[Stored data]
- - - - - - -
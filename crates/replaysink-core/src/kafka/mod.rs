//! Kafka consumption with manual offset commits and exponential backoff.

mod consumer;
mod offset;
mod source;

pub use consumer::{PollResult, RecordingConsumer, RecordingConsumerBuilder, RetryConfig};
pub use offset::OffsetTracker;
pub use source::RecordingSource;
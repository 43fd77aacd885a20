//! Recording buffer state and flush policy.
//!
//! A `BufferState` is a pure decision object: it counts what has been
//! appended and reports when a count, size, or time threshold is crossed.
//! The fragments themselves are held by the partition worker.

mod clock;
mod state;

pub use clock::{Clock, ManualClock, SystemClock};
pub use state::{BufferReadiness, BufferState, BufferThresholds, FlushReason};
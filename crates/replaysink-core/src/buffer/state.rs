//! Flush-timing state for a single partition's recording buffer.
//!
//! `BufferState` performs no I/O and holds no fragments. It only tracks how
//! much has been appended and when the current buffer must be committed,
//! and answers whether any of three thresholds has been crossed.
//!
//! Every time-dependent operation has an `_at` variant taking an explicit
//! instant; the plain variants read the wall clock.

use crate::config::BufferConfig;
use chrono::{DateTime, Duration, Utc};
use std::fmt;

/// The three flush thresholds, fixed for the lifetime of an engine.
///
/// A threshold of zero is exceeded immediately.
#[derive(Debug, Clone, Copy, PartialEq, Eq)]
pub struct BufferThresholds {
    /// Flush once this many fragments are buffered
    pub max_buffer_message_count: u64,
    /// Flush once buffered payloads reach this many bytes
    pub max_buffer_size_in_bytes: u64,
    /// Flush once this many seconds have passed since the buffer was created
    pub max_buffer_time_in_seconds: u64,
}

impl BufferThresholds {
    /// Create thresholds from the three configured limits.
    pub fn new(
        max_buffer_message_count: u64,
        max_buffer_size_in_bytes: u64,
        max_buffer_time_in_seconds: u64,
    ) -> Self {
        Self {
            max_buffer_message_count,
            max_buffer_size_in_bytes,
            max_buffer_time_in_seconds,
        }
    }

    fn max_buffer_time(&self) -> Option<Duration> {
        i64::try_from(self.max_buffer_time_in_seconds)
            .ok()
            .and_then(Duration::try_seconds)
    }
}

impl From<&BufferConfig> for BufferThresholds {
    fn from(config: &BufferConfig) -> Self {
        Self::new(
            config.max_buffer_message_count,
            config.max_buffer_size_in_bytes,
            config.max_buffer_time_in_seconds,
        )
    }
}

/// Why a buffer was flushed.
#[derive(Debug, Clone, Copy, PartialEq, Eq, Hash)]
pub enum FlushReason {
    /// Fragment count reached its limit
    MessageCount,
    /// Buffered bytes reached their limit
    ByteSize,
    /// The commit deadline passed
    CommitTime,
    /// Forced flush while shutting down
    Shutdown,
}

impl FlushReason {
    /// Label used in logs and metrics.
    pub fn as_str(&self) -> &'static str {
        match self {
            FlushReason::MessageCount => "message_count",
            FlushReason::ByteSize => "byte_size",
            FlushReason::CommitTime => "commit_time",
            FlushReason::Shutdown => "shutdown",
        }
    }
}

impl fmt::Display for FlushReason {
    fn fmt(&self, f: &mut fmt::Formatter<'_>) -> fmt::Result {
        f.write_str(self.as_str())
    }
}

/// Result of evaluating all three thresholds at one instant.
#[derive(Debug, Clone, Copy, PartialEq, Eq)]
pub struct BufferReadiness {
    /// Fragment count reached `max_buffer_message_count`
    pub message_count: bool,
    /// Buffered bytes reached `max_buffer_size_in_bytes`
    pub byte_size: bool,
    /// The commit deadline has passed
    pub commit_time: bool,
}

impl BufferReadiness {
    /// True when any threshold has been crossed.
    pub fn is_ready(&self) -> bool {
        self.message_count || self.byte_size || self.commit_time
    }

    /// The first tripped threshold, in count, size, time order.
    pub fn reason(&self) -> Option<FlushReason> {
        if self.message_count {
            Some(FlushReason::MessageCount)
        } else if self.byte_size {
            Some(FlushReason::ByteSize)
        } else if self.commit_time {
            Some(FlushReason::CommitTime)
        } else {
            None
        }
    }
}

/// Accumulated buffer pressure for one worker.
#[derive(Debug, Clone, PartialEq, Eq)]
pub struct BufferState {
    thresholds: BufferThresholds,
    accumulated_message_count: u64,
    accumulated_byte_size: u64,
    creation_time: DateTime<Utc>,
    next_commit_deadline: DateTime<Utc>,
}

impl BufferState {
    /// Create an empty buffer state anchored to the current instant.
    pub fn new(thresholds: BufferThresholds) -> Self {
        Self::new_at(thresholds, Utc::now())
    }

    /// Create an empty buffer state anchored to `now`.
    pub fn new_at(thresholds: BufferThresholds, now: DateTime<Utc>) -> Self {
        // A deadline past the representable range never fires.
        let next_commit_deadline = thresholds
            .max_buffer_time()
            .and_then(|window| now.checked_add_signed(window))
            .unwrap_or(DateTime::<Utc>::MAX_UTC);

        Self {
            thresholds,
            accumulated_message_count: 0,
            accumulated_byte_size: 0,
            creation_time: now,
            next_commit_deadline,
        }
    }

    /// Record one more fragment of `fragment_size_in_bytes`.
    ///
    /// Timing fields are carried over unchanged.
    #[must_use]
    pub fn append(self, fragment_size_in_bytes: u64) -> Self {
        Self {
            accumulated_message_count: self.accumulated_message_count.saturating_add(1),
            accumulated_byte_size: self
                .accumulated_byte_size
                .saturating_add(fragment_size_in_bytes),
            ..self
        }
    }

    pub fn has_exceeded_max_message_count(&self) -> bool {
        self.accumulated_message_count >= self.thresholds.max_buffer_message_count
    }

    pub fn has_exceeded_buffer_byte_size(&self) -> bool {
        self.accumulated_byte_size >= self.thresholds.max_buffer_size_in_bytes
    }

    /// Whether the commit deadline has passed, read against the wall clock.
    pub fn has_exceeded_last_buffer_commit_time(&self) -> bool {
        self.has_exceeded_last_buffer_commit_time_at(Utc::now())
    }

    pub fn has_exceeded_last_buffer_commit_time_at(&self, now: DateTime<Utc>) -> bool {
        now >= self.next_commit_deadline
    }

    /// True if any threshold has been crossed.
    pub fn is_ready(&self) -> bool {
        self.is_ready_at(Utc::now())
    }

    pub fn is_ready_at(&self, now: DateTime<Utc>) -> bool {
        self.readiness_at(now).is_ready()
    }

    /// Evaluate all three thresholds at `now`.
    pub fn readiness_at(&self, now: DateTime<Utc>) -> BufferReadiness {
        BufferReadiness {
            message_count: self.has_exceeded_max_message_count(),
            byte_size: self.has_exceeded_buffer_byte_size(),
            commit_time: self.has_exceeded_last_buffer_commit_time_at(now),
        }
    }

    /// Start a fresh buffer with the same thresholds.
    ///
    /// The new deadline is measured from the renewal instant, not from the
    /// previous deadline.
    #[must_use]
    pub fn renew(&self) -> Self {
        self.renew_at(Utc::now())
    }

    #[must_use]
    pub fn renew_at(&self, now: DateTime<Utc>) -> Self {
        Self::new_at(self.thresholds, now)
    }

    pub fn thresholds(&self) -> BufferThresholds {
        self.thresholds
    }

    pub fn accumulated_message_count(&self) -> u64 {
        self.accumulated_message_count
    }

    pub fn accumulated_byte_size(&self) -> u64 {
        self.accumulated_byte_size
    }

    pub fn creation_time(&self) -> DateTime<Utc> {
        self.creation_time
    }

    pub fn next_commit_deadline(&self) -> DateTime<Utc> {
        self.next_commit_deadline
    }

    /// True if nothing has been appended since construction.
    pub fn is_empty(&self) -> bool {
        self.accumulated_message_count == 0
    }
}
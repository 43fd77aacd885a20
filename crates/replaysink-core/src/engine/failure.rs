//! Consecutive buffer-commit failure tracking.

use crate::kafka::RetryConfig;
use std::time::Duration;

/// What the engine should do after a failed buffer commit.
#[derive(Debug, Clone, Copy, PartialEq, Eq)]
pub enum FailureAction {
    /// Rewind and wait this long before consuming again
    Retry { backoff: Duration },
    /// Too many failures in a row; stop consuming
    Halt { consecutive_failures: u32 },
}

/// Counts failed commits in a row and decides between retry and halt.
#[derive(Debug, Clone)]
pub struct FailureBudget {
    retry: RetryConfig,
    consecutive_failures: u32,
}

impl FailureBudget {
    /// Halt once `retry.max_retries` commits have failed in a row.
    pub fn new(retry: RetryConfig) -> Self {
        Self {
            retry,
            consecutive_failures: 0,
        }
    }

    pub fn record_failure(&mut self) -> FailureAction {
        self.consecutive_failures = self.consecutive_failures.saturating_add(1);

        if self.consecutive_failures >= self.retry.max_retries {
            FailureAction::Halt {
                consecutive_failures: self.consecutive_failures,
            }
        } else {
            FailureAction::Retry {
                backoff: self.retry.calculate_delay(self.consecutive_failures - 1),
            }
        }
    }

    pub fn record_success(&mut self) {
        self.consecutive_failures = 0;
    }

    pub fn consecutive_failures(&self) -> u32 {
        self.consecutive_failures
    }
}

#[cfg(test)]
mod tests {
    use super::*;

    fn budget(max: u32) -> FailureBudget {
        FailureBudget::new(RetryConfig::for_buffer_commit(max).without_jitter())
    }

    #[test]
    fn test_backoff_grows_then_halts() {
        let mut budget = budget(4);

        assert_eq!(
            budget.record_failure(),
            FailureAction::Retry {
                backoff: Duration::from_secs(1)
            }
        );
        assert_eq!(
            budget.record_failure(),
            FailureAction::Retry {
                backoff: Duration::from_secs(2)
            }
        );
        assert_eq!(
            budget.record_failure(),
            FailureAction::Retry {
                backoff: Duration::from_secs(4)
            }
        );
        assert_eq!(
            budget.record_failure(),
            FailureAction::Halt {
                consecutive_failures: 4
            }
        );
    }

    #[test]
    fn test_success_resets_budget() {
        let mut budget = budget(2);

        budget.record_failure();
        assert_eq!(budget.consecutive_failures(), 1);
        budget.record_success();
        assert_eq!(budget.consecutive_failures(), 0);

        assert!(matches!(
            budget.record_failure(),
            FailureAction::Retry { .. }
        ));
    }

    #[test]
    fn test_single_failure_budget_halts_immediately() {
        let mut budget = budget(1);
        assert_eq!(
            budget.record_failure(),
            FailureAction::Halt {
                consecutive_failures: 1
            }
        );
    }
}
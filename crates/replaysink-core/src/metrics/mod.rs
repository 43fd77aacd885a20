//! Ingestion metrics and Prometheus text export.

mod prometheus;

pub use prometheus::{ErrorType, FlushDurationHistogram, IngestionMetrics, DEFAULT_PREFIX};
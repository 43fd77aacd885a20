//! Blob storage for recording fragments.
//!
//! Each fragment is written as its own object under a key derived only from
//! its offset token. Uploading the same fragment twice writes the same key,
//! so redelivery after a failed batch overwrites instead of duplicating.

use crate::config::StorageConfig;
use crate::error::StorageError;
use crate::fragment::{Fragment, OffsetToken};
use crate::Result;
use async_trait::async_trait;
use object_store::memory::InMemory;
use object_store::path::Path as ObjectPath;
use object_store::prefix::PrefixStore;
use object_store::{ObjectStore, PutPayload};
use std::sync::Arc;
use tracing::{debug, info};

/// Single-fragment upload, the only storage operation the commit path needs.
#[async_trait]
pub trait BlobStorage: Send + Sync {
    /// Durably write one fragment. Must be safe to repeat.
    async fn upload(&self, fragment: &Fragment) -> Result<()>;
}

/// Object key for a fragment: `{prefix}/{topic}/{partition}/{offset:020}`.
///
/// The offset is zero-padded so keys sort in stream order.
pub fn storage_key(prefix: &str, token: &OffsetToken) -> String {
    let prefix = prefix.trim_matches('/');
    if prefix.is_empty() {
        format!("{}/{}/{:020}", token.topic, token.partition, token.offset)
    } else {
        format!(
            "{}/{}/{}/{:020}",
            prefix, token.topic, token.partition, token.offset
        )
    }
}

/// `BlobStorage` backed by any `object_store` implementation.
#[derive(Debug, Clone)]
pub struct ObjectStoreBlobStorage {
    store: Arc<dyn ObjectStore>,
    key_prefix: String,
}

impl ObjectStoreBlobStorage {
    /// Wrap an existing object store.
    pub fn new(store: Arc<dyn ObjectStore>, key_prefix: impl Into<String>) -> Self {
        Self {
            store,
            key_prefix: key_prefix.into(),
        }
    }

    /// Build the object store named by `config.location`.
    pub fn from_config(config: &StorageConfig) -> Result<Self> {
        let store = create_object_store(config)?;
        info!(
            location = %config.location,
            key_prefix = %config.key_prefix,
            "Blob storage initialized"
        );
        Ok(Self::new(store, config.key_prefix.clone()))
    }

    /// The underlying object store.
    pub fn store(&self) -> Arc<dyn ObjectStore> {
        Arc::clone(&self.store)
    }

    pub fn key_prefix(&self) -> &str {
        &self.key_prefix
    }
}

#[async_trait]
impl BlobStorage for ObjectStoreBlobStorage {
    async fn upload(&self, fragment: &Fragment) -> Result<()> {
        let key = storage_key(&self.key_prefix, &fragment.offset);
        let path = ObjectPath::from(key.as_str());
        let payload = PutPayload::from_bytes(fragment.payload.clone());

        self.store.put(&path, payload).await.map_err(|e| {
            StorageError::Upload {
                key: key.clone(),
                message: e.to_string(),
            }
        })?;

        debug!(key = %key, size = fragment.size, "Uploaded fragment");
        Ok(())
    }
}

fn create_object_store(config: &StorageConfig) -> Result<Arc<dyn ObjectStore>> {
    let location = config.location.as_str();

    if location.starts_with("s3://") {
        create_s3_store(config)
    } else if location.starts_with("memory://") {
        Ok(Arc::new(InMemory::new()))
    } else if location.starts_with("gs://") {
        Err(StorageError::Unsupported("GCS storage is not supported".into()).into())
    } else if location.starts_with("az://") || location.starts_with("abfs://") {
        Err(StorageError::Unsupported("Azure storage is not supported".into()).into())
    } else if location.contains("://") {
        Err(StorageError::InvalidLocation(location.to_string()).into())
    } else {
        create_local_store(location)
    }
}

fn create_s3_store(config: &StorageConfig) -> Result<Arc<dyn ObjectStore>> {
    use object_store::aws::AmazonS3Builder;

    let (bucket, prefix) = split_s3_location(&config.location)?;

    let mut builder = AmazonS3Builder::new().with_bucket_name(bucket);

    if let Some(ref region) = config.aws_region {
        builder = builder.with_region(region);
    }

    if let Some(ref access_key) = config.aws_access_key_id {
        builder = builder.with_access_key_id(access_key);
    }

    if let Some(ref secret_key) = config.aws_secret_access_key {
        builder = builder.with_secret_access_key(secret_key);
    }

    if let Some(ref endpoint) = config.s3_endpoint {
        builder = builder
            .with_endpoint(endpoint)
            .with_allow_http(endpoint.starts_with("http://"));
    }

    let store = builder
        .build()
        .map_err(|e| StorageError::InvalidLocation(format!("{}: {}", config.location, e)))?;

    match prefix {
        Some(prefix) => Ok(Arc::new(PrefixStore::new(store, prefix))),
        None => Ok(Arc::new(store)),
    }
}

/// Split `s3://bucket/some/prefix` into bucket and optional prefix.
fn split_s3_location(location: &str) -> Result<(&str, Option<&str>)> {
    let rest = location
        .strip_prefix("s3://")
        .ok_or_else(|| StorageError::InvalidLocation(location.to_string()))?;

    let (bucket, prefix) = match rest.split_once('/') {
        Some((bucket, prefix)) => (bucket, Some(prefix.trim_matches('/'))),
        None => (rest, None),
    };

    if bucket.is_empty() {
        return Err(StorageError::InvalidLocation(format!("{}: missing bucket", location)).into());
    }

    Ok((bucket, prefix.filter(|p| !p.is_empty())))
}

fn create_local_store(location: &str) -> Result<Arc<dyn ObjectStore>> {
    use object_store::local::LocalFileSystem;

    let path = std::path::Path::new(location);

    if !path.exists() {
        std::fs::create_dir_all(path).map_err(|e| {
            StorageError::InvalidLocation(format!(
                "Failed to create local storage directory {}: {}",
                location, e
            ))
        })?;
    }

    let store = LocalFileSystem::new_with_prefix(path).map_err(|e| {
        StorageError::InvalidLocation(format!(
            "Failed to create local file system store: {}",
            e
        ))
    })?;

    Ok(Arc::new(store))
}
//! CLI subcommands.

pub mod ingest;
pub mod status;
- - - - - - -
■ **WHAT THIS TASK INVOLVES**: What do the lines above say from the one containing "self.accumulated_message_count == 0" down to the one containing "backoff: Duration::from_secs(1)"? Return them exactly, both end lines included, and only them.

■ **PROBLEM SOLUTION**:
        self.accumulated_message_count == 0
    }
}
repository 43fd77aacd885a20
filename crates/replaysink-core/src/engine/failure.rs
//! Consecutive buffer-commit failure tracking.

use crate::kafka::RetryConfig;
use std::time::Duration;

/// What the engine should do after a failed buffer commit.
#[derive(Debug, Clone, Copy, PartialEq, Eq)]
pub enum FailureAction {
    /// Rewind and wait this long before consuming again
    Retry { backoff: Duration },
    /// Too many failures in a row; stop consuming
    Halt { consecutive_failures: u32 },
}

/// Counts failed commits in a row and decides between retry and halt.
#[derive(Debug, Clone)]
pub struct FailureBudget {
    retry: RetryConfig,
    consecutive_failures: u32,
}

impl FailureBudget {
    /// Halt once `retry.max_retries` commits have failed in a row.
    pub fn new(retry: RetryConfig) -> Self {
        Self {
            retry,
            consecutive_failures: 0,
        }
    }

    pub fn record_failure(&mut self) -> FailureAction {
        self.consecutive_failures = self.consecutive_failures.saturating_add(1);

        if self.consecutive_failures >= self.retry.max_retries {
            FailureAction::Halt {
                consecutive_failures: self.consecutive_failures,
            }
        } else {
            FailureAction::Retry {
                backoff: self.retry.calculate_delay(self.consecutive_failures - 1),
            }
        }
    }

    pub fn record_success(&mut self) {
        self.consecutive_failures = 0;
    }

    pub fn consecutive_failures(&self) -> u32 {
        self.consecutive_failures
    }
}

#[cfg(test)]
mod tests {
    use super::*;

    fn budget(max: u32) -> FailureBudget {
        FailureBudget::new(RetryConfig::for_buffer_commit(max).without_jitter())
    }

    #[test]
    fn test_backoff_grows_then_halts() {
        let mut budget = budget(4);

        assert_eq!(
            budget.record_failure(),
            FailureAction::Retry {
                backoff: Duration::from_secs(1)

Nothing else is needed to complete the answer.